Le bureau comme espace de mobilité.

Principes directeurs d’un agencement stimulant.

Les entreprises ont bien perçu la nécessité de partager au mieux l’information, tant de façon locale ainsi que globale: ce partage, qui s’effectue sur un rythme de plus en plus rapide, constitue un facteur d’efficacité primordial. Mais la productivité et la motivation qui s’ensuivent ne peuvent optimiser à elles seules le travail intellectuel: trop souvent, on en vient à oublier l’importance cruciale du mouvement. Or son manque chronique dégrade, dans des proportions croissantes, la santé du personnel. Pour contrecarrer cette évolution délétère, de nombreux employeurs mettent en place des activités sportives, des exercices censés éviter les douleurs lombaires et des journées d’information.
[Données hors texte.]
//! Motion step and routine definitions.

use crate::core::{DriveParams, Pose};
use serde::{Deserialize, Serialize};

/// An actuation performed through the mechanism actuators.
#[derive(Debug, Clone, Copy, PartialEq, Serialize, Deserialize)]
#[serde(tag = "actuator", rename_all = "snake_case")]
pub enum ActuatorCommand {
    /// Run the intake at the given voltage
    Intake { millivolts: i32 },
    /// Hold the intake braked
    IntakeBrake,
    /// Engage or release the goal clamp
    Clamp { engaged: bool },
}

/// One step of an autonomous routine.
///
/// Steps execute strictly in sequence: a step is not started until the
/// previous step's blocking call has returned, by settling, timing out,
/// or being cancelled.
#[derive(Debug, Clone, PartialEq, Serialize, Deserialize)]
#[serde(tag = "type", rename_all = "snake_case")]
pub enum Step {
    /// Reset the chassis pose estimate, usually as the first step
    SetPose { pose: Pose },

    /// Drive to a field point, blocking until settled or timeout
    MoveToPoint {
        x: f32,
        y: f32,
        timeout_ms: u64,
        #[serde(default)]
        params: DriveParams,
    },

    /// Drive to a full pose, blocking until settled or timeout
    MoveToPose {
        pose: Pose,
        timeout_ms: u64,
        #[serde(default)]
        params: DriveParams,
    },

    /// Turn in place to a heading in degrees
    TurnToHeading { heading: f32, timeout_ms: u64 },

    /// Block for the exact duration, no early wake
    Delay { ms: u64 },

    /// Fire-and-forget actuator write, no settle wait
    Actuator(ActuatorCommand),
}

impl Step {
    /// Pose reset step.
    pub fn set_pose(x: f32, y: f32, heading: f32) -> Step {
        Step::SetPose {
            pose: Pose::new(x, y, heading),
        }
    }

    /// Point drive with default drive parameters.
    pub fn move_to_point(x: f32, y: f32, timeout_ms: u64) -> Step {
        Step::MoveToPoint {
            x,
            y,
            timeout_ms,
            params: DriveParams::default(),
        }
    }

    /// Point drive with explicit drive parameters.
    pub fn move_to_point_with(x: f32, y: f32, timeout_ms: u64, params: DriveParams) -> Step {
        Step::MoveToPoint {
            x,
            y,
            timeout_ms,
            params,
        }
    }

    /// Pose drive with explicit drive parameters.
    pub fn move_to_pose_with(
        x: f32,
        y: f32,
        heading: f32,
        timeout_ms: u64,
        params: DriveParams,
    ) -> Step {
        Step::MoveToPose {
            pose: Pose::new(x, y, heading),
            timeout_ms,
            params,
        }
    }

    /// In-place turn.
    pub fn turn_to(heading: f32, timeout_ms: u64) -> Step {
        Step::TurnToHeading {
            heading,
            timeout_ms,
        }
    }

    /// Fixed delay.
    pub fn delay(ms: u64) -> Step {
        Step::Delay { ms }
    }

    /// Intake voltage command.
    pub fn intake(millivolts: i32) -> Step {
        Step::Actuator(ActuatorCommand::Intake { millivolts })
    }

    /// Clamp command.
    pub fn clamp(engaged: bool) -> Step {
        Step::Actuator(ActuatorCommand::Clamp { engaged })
    }

    /// Step name for logging.
    pub fn name(&self) -> &'static str {
        match self {
            Step::SetPose { .. } => "set_pose",
            Step::MoveToPoint { .. } => "move_to_point",
            Step::MoveToPose { .. } => "move_to_pose",
            Step::TurnToHeading { .. } => "turn_to_heading",
            Step::Delay { .. } => "delay",
            Step::Actuator(ActuatorCommand::Intake { .. }) => "intake",
            Step::Actuator(ActuatorCommand::IntakeBrake) => "intake_brake",
            Step::Actuator(ActuatorCommand::Clamp { .. }) => "clamp",
        }
    }
}

/// A named, ordered sequence of steps executed once per match.
#[derive(Debug, Clone, PartialEq, Serialize, Deserialize)]
pub struct Routine {
    pub name: String,
    pub steps: Vec<Step>,
}

impl Routine {
    pub fn new(name: impl Into<String>, steps: Vec<Step>) -> Self {
        Self {
            name: name.into(),
            steps,
        }
    }
}

#[cfg(test)]
mod tests {
    use super::*;

    #[test]
    fn test_routine_serializes_as_data() {
        let routine = Routine::new(
            "Demo",
            vec![
                Step::set_pose(0.0, 0.0, 290.0),
                Step::intake(12_000),
                Step::move_to_point(34.0, -25.0, 2000),
                Step::delay(500),
            ],
        );

        // toml round-trip: routines are replayable without a robot
        let encoded = toml::to_string(&routine).unwrap();
        let decoded: Routine = toml::from_str(&encoded).unwrap();
        assert_eq!(decoded, routine);
    }
}
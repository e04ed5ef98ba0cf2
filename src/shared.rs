//! Shared state for the concurrent control contexts.
//!
//! Everything the match's execution contexts share lives here or in the
//! intake arbiter: the colour-sort toggle, the shutdown flag, the current
//! routine name, and the diagnostic counters. These were free-floating
//! globals in earlier firmware generations; on OS threads they need real
//! synchronization, so the whole struct is atomics plus one mutex, shared
//! via `Arc`.

use parking_lot::Mutex;
use std::sync::atomic::{AtomicBool, AtomicU32, Ordering};

/// Shared state between the routine executor, the colour-sort monitor,
/// and the skills supervisor.
#[derive(Debug)]
pub struct SharedState {
    /// Operator-facing colour-sort toggle; gates new impostor detections
    colour_sort_enabled: AtomicBool,

    /// Process shutdown signal
    shutdown: AtomicBool,

    /// Display name of the routine currently selected, if any
    routine_name: Mutex<Option<String>>,

    /// Completed eject sequences
    ejects: AtomicU32,

    /// Intake writes skipped because the advisory lock was held
    lock_contention: AtomicU32,

    /// Chassis motions that ran out their timeout
    motion_timeouts: AtomicU32,

    /// Failed hue/velocity sensor reads
    sensor_errors: AtomicU32,

    /// Completed anti-jam recoveries
    jam_recoveries: AtomicU32,
}

impl SharedState {
    /// Create shared state with the given initial colour-sort toggle.
    pub fn new(colour_sort_enabled: bool) -> Self {
        Self {
            colour_sort_enabled: AtomicBool::new(colour_sort_enabled),
            shutdown: AtomicBool::new(false),
            routine_name: Mutex::new(None),
            ejects: AtomicU32::new(0),
            lock_contention: AtomicU32::new(0),
            motion_timeouts: AtomicU32::new(0),
            sensor_errors: AtomicU32::new(0),
            jam_recoveries: AtomicU32::new(0),
        }
    }

    /// Is the colour-sort monitor permitted to act this cycle?
    pub fn colour_sort_enabled(&self) -> bool {
        self.colour_sort_enabled.load(Ordering::Acquire)
    }

    /// Flip the colour-sort toggle, returning the new value.
    pub fn toggle_colour_sort(&self) -> bool {
        !self.colour_sort_enabled.fetch_xor(true, Ordering::AcqRel)
    }

    /// Set the colour-sort toggle directly.
    pub fn set_colour_sort_enabled(&self, enabled: bool) {
        self.colour_sort_enabled.store(enabled, Ordering::Release);
    }

    /// Signal shutdown to every worker loop.
    pub fn signal_shutdown(&self) {
        self.shutdown.store(true, Ordering::Release);
    }

    /// Check if shutdown is signaled.
    pub fn should_shutdown(&self) -> bool {
        self.shutdown.load(Ordering::Acquire)
    }

    /// Publish the selected routine's display name.
    pub fn set_routine_name(&self, name: &str) {
        *self.routine_name.lock() = Some(name.to_string());
    }

    /// The selected routine's display name, if one has been selected.
    pub fn routine_name(&self) -> Option<String> {
        self.routine_name.lock().clone()
    }

    pub fn record_eject(&self) {
        self.ejects.fetch_add(1, Ordering::Relaxed);
    }

    pub fn ejects(&self) -> u32 {
        self.ejects.load(Ordering::Relaxed)
    }

    pub fn record_lock_contention(&self) {
        self.lock_contention.fetch_add(1, Ordering::Relaxed);
    }

    pub fn lock_contention(&self) -> u32 {
        self.lock_contention.load(Ordering::Relaxed)
    }

    pub fn record_motion_timeout(&self) {
        self.motion_timeouts.fetch_add(1, Ordering::Relaxed);
    }

    pub fn motion_timeouts(&self) -> u32 {
        self.motion_timeouts.load(Ordering::Relaxed)
    }

    pub fn record_sensor_error(&self) {
        self.sensor_errors.fetch_add(1, Ordering::Relaxed);
    }

    pub fn sensor_errors(&self) -> u32 {
        self.sensor_errors.load(Ordering::Relaxed)
    }

    pub fn record_jam_recovery(&self) {
        self.jam_recoveries.fetch_add(1, Ordering::Relaxed);
    }

    pub fn jam_recoveries(&self) -> u32 {
        self.jam_recoveries.load(Ordering::Relaxed)
    }
}

impl Default for SharedState {
    fn default() -> Self {
        Self::new(true)
    }
}

/// Message types for inter-context diagnostics.
pub mod messages {
    /// Diagnostic events emitted by the colour-sort monitor.
    #[derive(Debug, Clone, PartialEq)]
    pub enum SortEvent {
        /// An impostor ring was detected and the eject sequence began
        EjectStarted { hue: f32 },
        /// The eject sequence ran to completion and the intake resumed
        EjectCompleted,
        /// The operator flipped the colour-sort toggle
        Toggled { enabled: bool },
        /// A hue sample could not be read
        SensorError,
        /// A stalled intake was detected and reverse recovery began
        JamDetected,
        /// Jam recovery finished and the intake resumed
        JamCleared,
    }
}

/// Sending half of the monitor's diagnostic event stream.
pub type SortEventSender = crossbeam_channel::Sender<messages::SortEvent>;

#[cfg(test)]
mod tests {
    use super::*;

    #[test]
    fn test_toggle_flips() {
        let shared = SharedState::new(true);
        assert!(shared.colour_sort_enabled());
        assert!(!shared.toggle_colour_sort());
        assert!(!shared.colour_sort_enabled());
        assert!(shared.toggle_colour_sort());
        assert!(shared.colour_sort_enabled());
    }

    #[test]
    fn test_routine_name_roundtrip() {
        let shared = SharedState::default();
        assert_eq!(shared.routine_name(), None);
        shared.set_routine_name("WP Rush");
        assert_eq!(shared.routine_name().as_deref(), Some("WP Rush"));
    }
}
impl ColourSortMonitor {
    pub fn new(
        config: &Config,
        arbiter: Arc<IntakeArbiter>,
        sensor: Arc<dyn HueSensor>,
        operator: Arc<dyn OperatorInput>,
        shared: Arc<SharedState>,
        events: SortEventSender,
    ) -> Self {
        let window = config.sort.impostor_window(config.alliance);
        log::info!(
            "colour sort: alliance {}, impostor hue {:.0}-{:.0}",
            config.alliance.as_str(),
            window.min_deg,
            window.max_deg
        );
        Self {
            cfg: config.sort.clone(),
            window,
            arbiter,
            sensor,
            operator,
            shared,
            events,
            state: SortState::Idle,
            prev_velocity: None,
        }
    }

    /// Current state name, for diagnostics.
    pub fn state_name(&self) -> &'static str {
        self.state.name()
    }

    /// One monitor cycle at `now`.
    ///
    /// Samples the hue sensor and the operator toggle exactly once per
    /// call, then advances the state machine. The toggle is checked every
    /// cycle regardless of state; flipping it mid-eject does not abort
    /// the in-flight eject, it only gates the next detection.
    pub fn tick(&mut self, now: Instant) {
        if self.operator.sort_toggle_pressed() {
            let enabled = self.shared.toggle_colour_sort();
            log::info!(
                "colour sort {}",
                if enabled { "enabled" } else { "disabled" }
            );
            let _ = self.events.send(SortEvent::Toggled { enabled });
        }

        // One hue sample per cycle. A failed read is counted and treated
        // as "nothing seen" for gating, never conflated with a hue.
        let hue = match self.sensor.hue() {
            Ok(h) => Some(h),
            Err(e) => {
                self.shared.record_sensor_error();
                let _ = self.events.send(SortEvent::SensorError);
                log::debug!("hue read failed: {}", e);
                None
            }
        };

        self.state = match std::mem::replace(&mut self.state, SortState::Idle) {
            SortState::Idle => self.tick_idle(now, hue),
            SortState::EjectBrake { hold, until } => {
                if now >= until {
                    SortState::EjectDrive {
                        hold,
                        until: now + Duration::from_millis(self.cfg.brake_hold_ms),
                    }
                } else {
                    SortState::EjectBrake { hold, until }
                }
            }
            SortState::EjectDrive { hold, until } => {
                if now >= until {
                    if let Err(e) = hold.set_millivolts(self.cfg.eject_voltage_mv) {
                        log::warn!("intake resume after eject failed: {}", e);
                    }
                    drop(hold);
                    self.shared.record_eject();
                    let _ = self.events.send(SortEvent::EjectCompleted);
                    log::debug!("eject complete, intake resumed");
                    SortState::Idle
                } else {
                    SortState::EjectDrive { hold, until }
                }
            }
            SortState::JamReverse { hold, until } => {
                if now >= until {
                    if let Err(e) = hold.set_millivolts(self.cfg.eject_voltage_mv) {
                        log::warn!("intake resume after jam failed: {}", e);
                    }
                    drop(hold);
                    self.shared.record_jam_recovery();
                    let _ = self.events.send(SortEvent::JamCleared);
                    SortState::Idle
                } else {
                    SortState::JamReverse { hold, until }
                }
            }
        };
    }

    fn tick_idle(&mut self, now: Instant, hue: Option<f32>) -> SortState {
        if let Some(hue) = hue {
            if self.shared.colour_sort_enabled() && self.window.contains(hue) {
                match IntakeHold::acquire(&self.arbiter) {
                    Some(hold) => {
                        log::info!("eject impostor (hue {:.0})", hue);
                        let _ = self.events.send(SortEvent::EjectStarted { hue });
                        if let Err(e) = hold.brake() {
                            log::warn!("intake brake failed: {}", e);
                        }
                        return SortState::EjectBrake {
                            hold,
                            until: now + Duration::from_millis(self.cfg.brake_settle_ms),
                        };
                    }
                    None => {
                        // lock contention already counted; retry next cycle
                    }
                }
            }
        }

        if self.cfg.anti_jam {
            if let Some(next) = self.check_jam(now) {
                return next;
            }
        }

        SortState::Idle
    }

    /// Stall detection: a sharp velocity drop while the intake is being
    /// driven hard means a ring is wedged.
    fn check_jam(&mut self, now: Instant) -> Option<SortState> {
        let velocity = match self.arbiter.velocity() {
            Ok(v) => v,
            Err(e) => {
                self.shared.record_sensor_error();
                log::debug!("intake velocity read failed: {}", e);
                return None;
            }
        };
        let prev = self.prev_velocity.replace(velocity)?;

        let commanded = self.arbiter.commanded_millivolts().unwrap_or(0);
        if prev - velocity > self.cfg.stall_delta && commanded > self.cfg.stall_min_voltage_mv {
            let hold = IntakeHold::acquire(&self.arbiter)?;
            log::info!("anti-jam triggered (velocity {:.0} -> {:.0})", prev, velocity);
            let _ = self.events.send(SortEvent::JamDetected);
            if let Err(e) = hold.set_millivolts(self.cfg.jam_reverse_mv) {
                log::warn!("intake reverse failed: {}", e);
            }
            self.prev_velocity = None;
            return Some(SortState::JamReverse {
                hold,
                until: now + Duration::from_millis(self.cfg.jam_reverse_ms),
            });
        }
        None
    }

    /// Run the monitor loop until shutdown is signaled.
    pub fn run(&mut self) {
        log::info!("colour sort monitor started");
        let interval = Duration::from_millis(self.cfg.sample_interval_ms);
        while !self.shared.should_shutdown() {
            self.tick(Instant::now());
            thread::sleep(interval);
        }
        log::info!("colour sort monitor stopped");
    }
}

/// Spawn the monitor on a named worker thread.
pub fn spawn(mut monitor: ColourSortMonitor) -> std::io::Result<JoinHandle<()>> {
    thread::Builder::new()
        .name("colour-sort".to_string())
        .spawn(move || monitor.run())
}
Pourtant, il semble plus immédiatement profitable de réintroduire le mouvement là où l’on s’est appliqué – systématiquement et pendant des décennies – à le réduire au minimum: dans l’espace de travail lui-même. Cela implique une évolution disruptive des principes d’agencement: au lieu d’allier densification à outrance et effort minimum, ils doivent réintroduire une activité physique régulière. Sous le titre ‘Office for motion’, le fabricant de mobilier tertiaire Wilkhahn a édité une brochure qui fait le point sur la recherche et les évolutions dans ce domaine.